INSTRUCTIONS FOR THE TASK
Would you print each of the entries below precisely as given?

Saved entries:

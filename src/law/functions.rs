//! Laws assembled from individual function slots.
//!
//! Mirrors the four-slot registration style: a stress function is mandatory, the
//! other three slots are optional and bound to the built-in default law when the
//! law is registered.

use std::fmt;
use std::sync::Arc;

use crate::data::tensor::{Tensor, Vector};
use crate::law::{BondContext, BondLaw, BondResponse, DefaultBondLaw};
use crate::topology::node::NodeId;

pub type StressFn<const D: usize> =
    Arc<dyn Fn(&Tensor<D>, &Vector<D>, NodeId) -> Tensor<D> + Send + Sync>;
pub type ForceDamageFn<const D: usize> =
    Arc<dyn Fn(&BondContext<'_, D>, &mut Vec<f64>) -> BondResponse<D> + Send + Sync>;
pub type InfluenceFn = Arc<dyn Fn(f64, f64) -> f64 + Send + Sync>;
pub type VolumeFractionFn = Arc<dyn Fn(f64, f64, f64) -> f64 + Send + Sync>;

/// Function slots for [`LawRegistry::register_functions`](crate::law::LawRegistry::register_functions).
#[derive(Clone)]
pub struct LawFunctions<const D: usize> {
    pub stress: StressFn<D>,
    pub force_damage: Option<ForceDamageFn<D>>,
    pub influence: Option<InfluenceFn>,
    pub volume_fraction: Option<VolumeFractionFn>,
    pub breakage_threshold: Option<f64>,
}

impl<const D: usize> LawFunctions<D> {
    pub fn new<F>(stress: F) -> Self
    where
        F: Fn(&Tensor<D>, &Vector<D>, NodeId) -> Tensor<D> + Send + Sync + 'static,
    {
        Self {
            stress: Arc::new(stress),
            force_damage: None,
            influence: None,
            volume_fraction: None,
            breakage_threshold: None,
        }
    }

    pub fn with_force_damage<F>(mut self, f: F) -> Self
    where
        F: Fn(&BondContext<'_, D>, &mut Vec<f64>) -> BondResponse<D> + Send + Sync + 'static,
    {
        self.force_damage = Some(Arc::new(f));
        self
    }

    pub fn with_influence<F>(mut self, f: F) -> Self
    where
        F: Fn(f64, f64) -> f64 + Send + Sync + 'static,
    {
        self.influence = Some(Arc::new(f));
        self
    }

    pub fn with_volume_fraction<F>(mut self, f: F) -> Self
    where
        F: Fn(f64, f64, f64) -> f64 + Send + Sync + 'static,
    {
        self.volume_fraction = Some(Arc::new(f));
        self
    }

    pub fn with_breakage_threshold(mut self, threshold: f64) -> Self {
        self.breakage_threshold = Some(threshold);
        self
    }
}

/// A [`BondLaw`] whose four operations are closures, every slot filled.
#[derive(Clone)]
pub struct FnBondLaw<const D: usize> {
    stress: StressFn<D>,
    force_damage: ForceDamageFn<D>,
    influence: InfluenceFn,
    volume_fraction: VolumeFractionFn,
    breakage_threshold: f64,
}

impl<const D: usize> FnBondLaw<D> {
    /// Resolve unset slots against `default`.
    pub fn resolve(fns: LawFunctions<D>, default: DefaultBondLaw) -> Self {
        let force_damage: ForceDamageFn<D> = match fns.force_damage {
            Some(f) => f,
            None => Arc::new(move |bond: &BondContext<'_, D>, history: &mut Vec<f64>| {
                BondLaw::<D>::force_damage(&default, bond, history)
            }),
        };
        let influence: InfluenceFn = match fns.influence {
            Some(f) => f,
            None => Arc::new(move |r: f64, horizon: f64| BondLaw::<D>::influence(&default, r, horizon)),
        };
        let volume_fraction: VolumeFractionFn = match fns.volume_fraction {
            Some(f) => f,
            None => Arc::new(move |r: f64, horizon: f64, h: f64| {
                BondLaw::<D>::volume_fraction(&default, r, horizon, h)
            }),
        };
        Self {
            stress: fns.stress,
            force_damage,
            influence,
            volume_fraction,
            breakage_threshold: fns
                .breakage_threshold
                .unwrap_or_else(|| BondLaw::<D>::breakage_threshold(&default)),
        }
    }
}

impl<const D: usize> BondLaw<D> for FnBondLaw<D> {
    fn stress(&self, f: &Tensor<D>, x0: &Vector<D>, node: NodeId) -> Tensor<D> {
        (self.stress)(f, x0, node)
    }

    fn force_damage(&self, bond: &BondContext<'_, D>, history: &mut Vec<f64>) -> BondResponse<D> {
        (self.force_damage)(bond, history)
    }

    fn influence(&self, rest_length: f64, horizon: f64) -> f64 {
        (self.influence)(rest_length, horizon)
    }

    fn volume_fraction(&self, rest_length: f64, horizon: f64, grid_spacing: f64) -> f64 {
        (self.volume_fraction)(rest_length, horizon, grid_spacing)
    }

    fn breakage_threshold(&self) -> f64 {
        self.breakage_threshold
    }
}

impl<const D: usize> fmt::Debug for FnBondLaw<D> {
    fn fmt(&self, f: &mut fmt::Formatter<'_>) -> fmt::Result {
        f.debug_struct("FnBondLaw")
            .field("breakage_threshold", &self.breakage_threshold)
            .finish_non_exhaustive()
    }
}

ANSWER FOR THE TASK
filename src/law/functions.rs
//! Laws assembled from individual function slots.
//!
//! Mirrors the four-slot registration style: a stress function is mandatory, the
//! other three slots are optional and bound to the built-in default law when the
//! law is registered.

use std::fmt;
use std::sync::Arc;

use crate::data::tensor::{Tensor, Vector};
use crate::law::{BondContext, BondLaw, BondResponse, DefaultBondLaw};
use crate::topology::node::NodeId;

pub type StressFn<const D: usize> =
    Arc<dyn Fn(&Tensor<D>, &Vector<D>, NodeId) -> Tensor<D> + Send + Sync>;
pub type ForceDamageFn<const D: usize> =
    Arc<dyn Fn(&BondContext<'_, D>, &mut Vec<f64>) -> BondResponse<D> + Send + Sync>;
pub type InfluenceFn = Arc<dyn Fn(f64, f64) -> f64 + Send + Sync>;
pub type VolumeFractionFn = Arc<dyn Fn(f64, f64, f64) -> f64 + Send + Sync>;

/// Function slots for [`LawRegistry::register_functions`](crate::law::LawRegistry::register_functions).
#[derive(Clone)]
pub struct LawFunctions<const D: usize> {
    pub stress: StressFn<D>,
    pub force_damage: Option<ForceDamageFn<D>>,
    pub influence: Option<InfluenceFn>,
    pub volume_fraction: Option<VolumeFractionFn>,
    pub breakage_threshold: Option<f64>,
}

impl<const D: usize> LawFunctions<D> {
    pub fn new<F>(stress: F) -> Self
    where
        F: Fn(&Tensor<D>, &Vector<D>, NodeId) -> Tensor<D> + Send + Sync + 'static,
    {
        Self {
            stress: Arc::new(stress),
            force_damage: None,
            influence: None,
            volume_fraction: None,
            breakage_threshold: None,
        }
    }

    pub fn with_force_damage<F>(mut self, f: F) -> Self
    where
        F: Fn(&BondContext<'_, D>, &mut Vec<f64>) -> BondResponse<D> + Send + Sync + 'static,
    {
        self.force_damage = Some(Arc::new(f));
        self
    }

    pub fn with_influence<F>(mut self, f: F) -> Self
    where
        F: Fn(f64, f64) -> f64 + Send + Sync + 'static,
    {
        self.influence = Some(Arc::new(f));
        self
    }

    pub fn with_volume_fraction<F>(mut self, f: F) -> Self
    where
        F: Fn(f64, f64, f64) -> f64 + Send + Sync + 'static,
    {
        self.volume_fraction = Some(Arc::new(f));
        self
    }

    pub fn with_breakage_threshold(mut self, threshold: f64) -> Self {
        self.breakage_threshold = Some(threshold);
        self
    }
}

/// A [`BondLaw`] whose four operations are closures, every slot filled.
#[derive(Clone)]
pub struct FnBondLaw<const D: usize> {
    stress: StressFn<D>,
    force_damage: ForceDamageFn<D>,
    influence: InfluenceFn,
    volume_fraction: VolumeFractionFn,
    breakage_threshold: f64,
}

impl<const D: usize> FnBondLaw<D> {
    /// Resolve unset slots against `default`.
    pub fn resolve(fns: LawFunctions<D>, default: DefaultBondLaw) -> Self {
        let force_damage: ForceDamageFn<D> = match fns.force_damage {
            Some(f) => f,
            None => Arc::new(move |bond: &BondContext<'_, D>, history: &mut Vec<f64>| {
                BondLaw::<D>::force_damage(&default, bond, history)
            }),
        };
        let influence: InfluenceFn = match fns.influence {
            Some(f) => f,
            None => Arc::new(move |r: f64, horizon: f64| BondLaw::<D>::influence(&default, r, horizon)),
        };
        let volume_fraction: VolumeFractionFn = match fns.volume_fraction {
            Some(f) => f,
            None => Arc::new(move |r: f64, horizon: f64, h: f64| {
                BondLaw::<D>::volume_fraction(&default, r, horizon, h)
            }),
        };
        Self {
            stress: fns.stress,
            force_damage,
            influence,
            volume_fraction,
            breakage_threshold: fns
                .breakage_threshold
                .unwrap_or_else(|| BondLaw::<D>::breakage_threshold(&default)),
        }
    }
}

impl<const D: usize> BondLaw<D> for FnBondLaw<D> {
    fn stress(&self, f: &Tensor<D>, x0: &Vector<D>, node: NodeId) -> Tensor<D> {
        (self.stress)(f, x0, node)
    }

    fn force_damage(&self, bond: &BondContext<'_, D>, history: &mut Vec<f64>) -> BondResponse<D> {
        (self.force_damage)(bond, history)
    }

    fn influence(&self, rest_length: f64, horizon: f64) -> f64 {
        (self.influence)(rest_length, horizon)
    }

    fn volume_fraction(&self, rest_length: f64, horizon: f64, grid_spacing: f64) -> f64 {
        (self.volume_fraction)(rest_length, horizon, grid_spacing)
    }

    fn breakage_threshold(&self) -> f64 {
        self.breakage_threshold
    }
}

impl<const D: usize> fmt::Debug for FnBondLaw<D> {
    fn fmt(&self, f: &mut fmt::Formatter<'_>) -> fmt::Result {
        f.debug_struct("FnBondLaw")
            .field("breakage_threshold", &self.breakage_threshold)
            .finish_non_exhaustive()
    }
}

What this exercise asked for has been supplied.